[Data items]
============
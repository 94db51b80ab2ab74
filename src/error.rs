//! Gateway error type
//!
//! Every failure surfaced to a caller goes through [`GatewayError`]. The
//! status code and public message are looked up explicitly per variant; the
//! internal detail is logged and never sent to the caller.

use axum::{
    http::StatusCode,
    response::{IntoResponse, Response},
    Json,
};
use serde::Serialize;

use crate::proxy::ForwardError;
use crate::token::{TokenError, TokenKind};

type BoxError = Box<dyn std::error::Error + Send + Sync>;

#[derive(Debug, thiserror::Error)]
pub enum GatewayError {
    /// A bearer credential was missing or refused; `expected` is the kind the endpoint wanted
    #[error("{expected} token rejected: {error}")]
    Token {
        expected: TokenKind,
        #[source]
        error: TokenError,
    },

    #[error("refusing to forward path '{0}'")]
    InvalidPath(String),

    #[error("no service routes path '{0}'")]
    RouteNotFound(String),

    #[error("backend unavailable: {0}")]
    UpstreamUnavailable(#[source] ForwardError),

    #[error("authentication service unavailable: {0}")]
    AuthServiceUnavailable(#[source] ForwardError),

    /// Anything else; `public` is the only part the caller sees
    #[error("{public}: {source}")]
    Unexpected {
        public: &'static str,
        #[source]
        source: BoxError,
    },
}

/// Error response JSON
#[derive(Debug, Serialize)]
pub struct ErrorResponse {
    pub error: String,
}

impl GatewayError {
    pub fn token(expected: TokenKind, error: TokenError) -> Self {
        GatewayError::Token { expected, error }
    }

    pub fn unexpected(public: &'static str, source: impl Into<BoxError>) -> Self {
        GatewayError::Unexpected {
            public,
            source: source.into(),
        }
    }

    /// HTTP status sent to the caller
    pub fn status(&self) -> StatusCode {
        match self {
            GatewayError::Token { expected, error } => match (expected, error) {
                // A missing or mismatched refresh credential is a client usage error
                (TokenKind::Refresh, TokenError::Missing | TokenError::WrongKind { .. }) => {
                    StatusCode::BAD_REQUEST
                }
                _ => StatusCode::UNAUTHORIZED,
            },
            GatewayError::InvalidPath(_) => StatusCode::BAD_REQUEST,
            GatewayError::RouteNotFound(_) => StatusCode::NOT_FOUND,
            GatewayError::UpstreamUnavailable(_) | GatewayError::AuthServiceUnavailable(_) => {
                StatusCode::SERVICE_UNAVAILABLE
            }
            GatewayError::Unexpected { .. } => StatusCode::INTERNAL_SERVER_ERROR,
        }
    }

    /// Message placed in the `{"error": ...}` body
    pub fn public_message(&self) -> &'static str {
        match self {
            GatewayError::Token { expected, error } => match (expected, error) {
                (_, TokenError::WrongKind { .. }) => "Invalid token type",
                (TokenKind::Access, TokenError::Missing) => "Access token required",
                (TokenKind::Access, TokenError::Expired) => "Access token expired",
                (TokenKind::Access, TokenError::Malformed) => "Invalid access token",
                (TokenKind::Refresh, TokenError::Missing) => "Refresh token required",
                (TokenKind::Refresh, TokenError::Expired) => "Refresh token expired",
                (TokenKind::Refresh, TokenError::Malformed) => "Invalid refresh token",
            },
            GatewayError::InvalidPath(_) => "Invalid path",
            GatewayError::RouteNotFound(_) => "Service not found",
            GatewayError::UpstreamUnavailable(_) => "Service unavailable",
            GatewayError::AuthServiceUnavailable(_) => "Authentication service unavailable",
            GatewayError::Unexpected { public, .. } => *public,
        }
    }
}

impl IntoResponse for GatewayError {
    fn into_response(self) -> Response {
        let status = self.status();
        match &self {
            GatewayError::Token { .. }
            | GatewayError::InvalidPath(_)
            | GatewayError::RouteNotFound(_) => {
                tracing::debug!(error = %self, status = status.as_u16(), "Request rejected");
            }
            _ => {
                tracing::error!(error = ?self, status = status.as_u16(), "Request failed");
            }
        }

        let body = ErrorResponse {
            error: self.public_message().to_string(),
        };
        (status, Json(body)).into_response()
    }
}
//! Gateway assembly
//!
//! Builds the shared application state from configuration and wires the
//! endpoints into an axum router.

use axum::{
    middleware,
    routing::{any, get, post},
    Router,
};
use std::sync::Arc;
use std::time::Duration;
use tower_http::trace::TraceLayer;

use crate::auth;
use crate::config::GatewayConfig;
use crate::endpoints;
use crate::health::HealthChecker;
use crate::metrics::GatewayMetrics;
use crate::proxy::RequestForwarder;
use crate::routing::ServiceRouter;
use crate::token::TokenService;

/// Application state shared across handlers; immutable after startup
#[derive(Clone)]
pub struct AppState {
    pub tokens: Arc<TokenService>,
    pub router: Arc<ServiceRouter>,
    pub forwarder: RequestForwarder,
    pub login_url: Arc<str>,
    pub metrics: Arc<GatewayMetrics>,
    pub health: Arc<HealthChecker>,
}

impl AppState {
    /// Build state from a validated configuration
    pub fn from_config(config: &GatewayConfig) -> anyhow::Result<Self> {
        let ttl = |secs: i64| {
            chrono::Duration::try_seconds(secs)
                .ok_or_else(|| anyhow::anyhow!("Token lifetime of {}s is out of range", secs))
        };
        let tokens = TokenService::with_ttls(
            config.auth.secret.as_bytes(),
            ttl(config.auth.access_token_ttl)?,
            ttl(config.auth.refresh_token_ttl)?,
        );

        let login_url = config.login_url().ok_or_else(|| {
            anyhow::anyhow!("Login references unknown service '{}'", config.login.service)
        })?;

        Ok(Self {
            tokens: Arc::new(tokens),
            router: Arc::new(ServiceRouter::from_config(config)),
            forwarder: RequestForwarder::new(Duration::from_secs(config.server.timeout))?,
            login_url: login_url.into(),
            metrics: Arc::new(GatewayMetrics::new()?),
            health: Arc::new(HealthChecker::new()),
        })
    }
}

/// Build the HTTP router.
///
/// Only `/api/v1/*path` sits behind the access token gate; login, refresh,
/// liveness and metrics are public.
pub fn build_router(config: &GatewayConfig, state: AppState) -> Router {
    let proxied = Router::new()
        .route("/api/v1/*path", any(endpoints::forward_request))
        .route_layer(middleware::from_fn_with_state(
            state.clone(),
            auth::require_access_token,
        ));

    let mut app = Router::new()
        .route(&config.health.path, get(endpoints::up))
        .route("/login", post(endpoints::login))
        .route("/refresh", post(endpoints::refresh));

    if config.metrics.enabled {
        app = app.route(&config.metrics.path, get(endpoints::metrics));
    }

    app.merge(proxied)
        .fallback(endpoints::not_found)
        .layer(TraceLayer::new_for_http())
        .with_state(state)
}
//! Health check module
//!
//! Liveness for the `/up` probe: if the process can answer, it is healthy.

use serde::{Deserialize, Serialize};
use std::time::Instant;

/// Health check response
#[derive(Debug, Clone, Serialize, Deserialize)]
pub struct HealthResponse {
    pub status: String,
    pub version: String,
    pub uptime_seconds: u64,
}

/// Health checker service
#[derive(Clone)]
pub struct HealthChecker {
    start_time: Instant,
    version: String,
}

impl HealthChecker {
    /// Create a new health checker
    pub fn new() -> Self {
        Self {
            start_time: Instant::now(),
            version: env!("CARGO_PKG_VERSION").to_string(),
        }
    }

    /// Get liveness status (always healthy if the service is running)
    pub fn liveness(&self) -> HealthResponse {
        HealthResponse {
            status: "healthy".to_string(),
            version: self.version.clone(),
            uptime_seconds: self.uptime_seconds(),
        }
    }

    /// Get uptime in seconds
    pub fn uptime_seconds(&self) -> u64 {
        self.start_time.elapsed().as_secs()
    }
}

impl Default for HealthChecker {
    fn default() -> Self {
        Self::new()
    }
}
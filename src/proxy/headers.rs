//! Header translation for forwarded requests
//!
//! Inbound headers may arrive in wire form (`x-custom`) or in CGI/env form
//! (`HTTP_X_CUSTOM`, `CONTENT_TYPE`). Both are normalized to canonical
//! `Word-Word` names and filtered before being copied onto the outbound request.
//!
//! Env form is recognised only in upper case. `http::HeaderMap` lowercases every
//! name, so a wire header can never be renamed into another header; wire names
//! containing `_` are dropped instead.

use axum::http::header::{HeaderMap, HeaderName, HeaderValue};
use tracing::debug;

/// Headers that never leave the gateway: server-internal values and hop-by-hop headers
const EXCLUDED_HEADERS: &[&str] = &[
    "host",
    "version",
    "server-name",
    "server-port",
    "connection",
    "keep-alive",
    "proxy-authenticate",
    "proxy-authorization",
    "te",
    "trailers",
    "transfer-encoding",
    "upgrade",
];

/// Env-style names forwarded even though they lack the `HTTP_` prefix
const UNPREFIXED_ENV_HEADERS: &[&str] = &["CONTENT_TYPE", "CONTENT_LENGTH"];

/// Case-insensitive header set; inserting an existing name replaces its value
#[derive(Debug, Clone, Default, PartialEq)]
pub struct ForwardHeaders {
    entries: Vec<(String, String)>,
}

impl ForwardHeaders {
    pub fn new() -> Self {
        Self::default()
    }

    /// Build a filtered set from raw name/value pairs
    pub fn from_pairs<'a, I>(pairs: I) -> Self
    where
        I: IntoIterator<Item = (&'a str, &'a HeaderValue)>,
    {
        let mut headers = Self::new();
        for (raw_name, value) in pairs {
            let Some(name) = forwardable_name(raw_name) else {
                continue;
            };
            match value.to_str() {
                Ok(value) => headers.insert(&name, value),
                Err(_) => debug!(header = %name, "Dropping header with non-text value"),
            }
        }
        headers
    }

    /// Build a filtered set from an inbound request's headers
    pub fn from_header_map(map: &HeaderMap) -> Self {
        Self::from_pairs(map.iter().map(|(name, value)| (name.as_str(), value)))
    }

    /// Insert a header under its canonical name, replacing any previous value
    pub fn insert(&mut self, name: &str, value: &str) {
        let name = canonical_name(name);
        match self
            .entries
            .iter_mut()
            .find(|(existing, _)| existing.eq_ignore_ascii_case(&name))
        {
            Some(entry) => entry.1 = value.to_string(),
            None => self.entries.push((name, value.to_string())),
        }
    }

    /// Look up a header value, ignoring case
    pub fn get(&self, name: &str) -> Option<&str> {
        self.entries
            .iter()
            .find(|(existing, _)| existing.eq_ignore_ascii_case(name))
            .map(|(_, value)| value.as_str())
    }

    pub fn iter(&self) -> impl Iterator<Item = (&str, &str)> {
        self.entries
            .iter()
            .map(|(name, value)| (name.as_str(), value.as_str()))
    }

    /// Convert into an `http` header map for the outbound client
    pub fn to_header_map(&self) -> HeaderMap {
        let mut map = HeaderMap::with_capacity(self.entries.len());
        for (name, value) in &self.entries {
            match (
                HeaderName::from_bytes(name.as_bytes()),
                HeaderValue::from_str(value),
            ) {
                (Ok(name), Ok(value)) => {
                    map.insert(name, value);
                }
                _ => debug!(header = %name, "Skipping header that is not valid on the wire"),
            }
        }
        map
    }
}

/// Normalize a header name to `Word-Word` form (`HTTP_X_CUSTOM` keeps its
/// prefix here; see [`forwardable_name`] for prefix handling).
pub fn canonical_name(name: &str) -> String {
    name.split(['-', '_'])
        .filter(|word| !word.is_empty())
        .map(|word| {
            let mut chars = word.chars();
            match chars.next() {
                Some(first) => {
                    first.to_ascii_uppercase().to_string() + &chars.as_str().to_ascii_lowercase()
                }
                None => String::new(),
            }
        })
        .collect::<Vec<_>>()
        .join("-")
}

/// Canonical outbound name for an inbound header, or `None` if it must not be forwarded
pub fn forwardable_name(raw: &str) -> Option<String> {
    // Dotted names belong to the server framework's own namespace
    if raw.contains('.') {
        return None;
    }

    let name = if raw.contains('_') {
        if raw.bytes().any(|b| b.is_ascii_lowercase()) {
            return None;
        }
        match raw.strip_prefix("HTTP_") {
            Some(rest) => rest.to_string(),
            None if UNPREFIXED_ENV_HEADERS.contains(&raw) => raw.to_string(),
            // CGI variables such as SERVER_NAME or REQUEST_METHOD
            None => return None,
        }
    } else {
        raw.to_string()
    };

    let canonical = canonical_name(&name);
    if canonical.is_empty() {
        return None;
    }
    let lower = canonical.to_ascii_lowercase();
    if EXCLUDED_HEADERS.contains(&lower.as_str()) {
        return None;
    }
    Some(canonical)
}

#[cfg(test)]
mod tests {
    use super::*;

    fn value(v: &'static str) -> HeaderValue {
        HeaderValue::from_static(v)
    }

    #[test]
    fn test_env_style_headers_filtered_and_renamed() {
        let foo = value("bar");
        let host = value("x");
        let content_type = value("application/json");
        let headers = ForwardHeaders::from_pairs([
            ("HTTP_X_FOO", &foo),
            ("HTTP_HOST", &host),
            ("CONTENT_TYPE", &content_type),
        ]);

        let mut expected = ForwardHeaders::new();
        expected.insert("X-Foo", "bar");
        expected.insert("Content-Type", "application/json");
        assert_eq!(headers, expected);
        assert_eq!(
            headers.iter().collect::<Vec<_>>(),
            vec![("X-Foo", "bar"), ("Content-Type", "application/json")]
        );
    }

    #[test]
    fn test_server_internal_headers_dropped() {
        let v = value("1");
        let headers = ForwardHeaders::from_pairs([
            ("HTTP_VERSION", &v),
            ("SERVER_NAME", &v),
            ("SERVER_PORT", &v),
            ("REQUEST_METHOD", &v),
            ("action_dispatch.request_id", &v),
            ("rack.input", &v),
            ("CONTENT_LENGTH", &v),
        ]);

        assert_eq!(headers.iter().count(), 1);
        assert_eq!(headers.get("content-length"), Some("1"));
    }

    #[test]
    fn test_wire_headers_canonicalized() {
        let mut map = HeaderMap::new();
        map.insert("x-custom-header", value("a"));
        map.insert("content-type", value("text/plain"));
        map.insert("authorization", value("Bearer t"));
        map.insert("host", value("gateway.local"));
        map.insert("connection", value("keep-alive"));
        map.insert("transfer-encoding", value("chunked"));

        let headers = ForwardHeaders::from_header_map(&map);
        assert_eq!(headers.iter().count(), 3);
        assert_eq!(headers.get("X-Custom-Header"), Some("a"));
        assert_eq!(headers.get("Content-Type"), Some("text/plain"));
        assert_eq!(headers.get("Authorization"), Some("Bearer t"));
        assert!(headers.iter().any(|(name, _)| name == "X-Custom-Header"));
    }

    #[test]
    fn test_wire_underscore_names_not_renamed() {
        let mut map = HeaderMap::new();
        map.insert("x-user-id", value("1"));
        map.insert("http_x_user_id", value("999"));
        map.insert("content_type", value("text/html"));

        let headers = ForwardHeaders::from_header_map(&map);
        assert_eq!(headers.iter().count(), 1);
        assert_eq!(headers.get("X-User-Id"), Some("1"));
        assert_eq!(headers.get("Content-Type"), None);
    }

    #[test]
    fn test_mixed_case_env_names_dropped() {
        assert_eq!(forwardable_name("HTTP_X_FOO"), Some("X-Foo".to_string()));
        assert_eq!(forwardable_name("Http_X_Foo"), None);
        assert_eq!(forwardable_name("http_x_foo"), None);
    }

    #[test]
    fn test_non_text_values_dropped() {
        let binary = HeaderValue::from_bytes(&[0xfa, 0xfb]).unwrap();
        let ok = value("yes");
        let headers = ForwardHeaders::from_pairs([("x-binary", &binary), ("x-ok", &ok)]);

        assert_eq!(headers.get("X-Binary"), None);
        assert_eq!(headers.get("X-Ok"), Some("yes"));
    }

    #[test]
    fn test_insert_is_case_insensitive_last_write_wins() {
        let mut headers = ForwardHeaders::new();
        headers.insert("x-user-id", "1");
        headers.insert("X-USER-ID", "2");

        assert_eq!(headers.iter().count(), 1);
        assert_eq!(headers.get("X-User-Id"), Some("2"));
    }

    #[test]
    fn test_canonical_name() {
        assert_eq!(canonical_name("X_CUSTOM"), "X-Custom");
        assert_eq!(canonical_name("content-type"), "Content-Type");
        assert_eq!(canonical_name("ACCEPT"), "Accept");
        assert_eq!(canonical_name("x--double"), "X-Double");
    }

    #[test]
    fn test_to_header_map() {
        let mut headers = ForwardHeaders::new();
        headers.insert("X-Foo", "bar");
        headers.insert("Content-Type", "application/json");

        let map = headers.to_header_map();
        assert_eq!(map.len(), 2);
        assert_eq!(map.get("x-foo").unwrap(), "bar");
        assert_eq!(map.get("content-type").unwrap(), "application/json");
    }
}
============
Once you find the line with "replaces its value" above, print it and every line after it up to and including the line with "let mut headers = Self::new();", exactly as written and nothing else.

/// Case-insensitive header set; inserting an existing name replaces its value
#[derive(Debug, Clone, Default, PartialEq)]
pub struct ForwardHeaders {
    entries: Vec<(String, String)>,
}

impl ForwardHeaders {
    pub fn new() -> Self {
        Self::default()
    }

    /// Build a filtered set from raw name/value pairs
    pub fn from_pairs<'a, I>(pairs: I) -> Self
    where
        I: IntoIterator<Item = (&'a str, &'a HeaderValue)>,
    {
        let mut headers = Self::new();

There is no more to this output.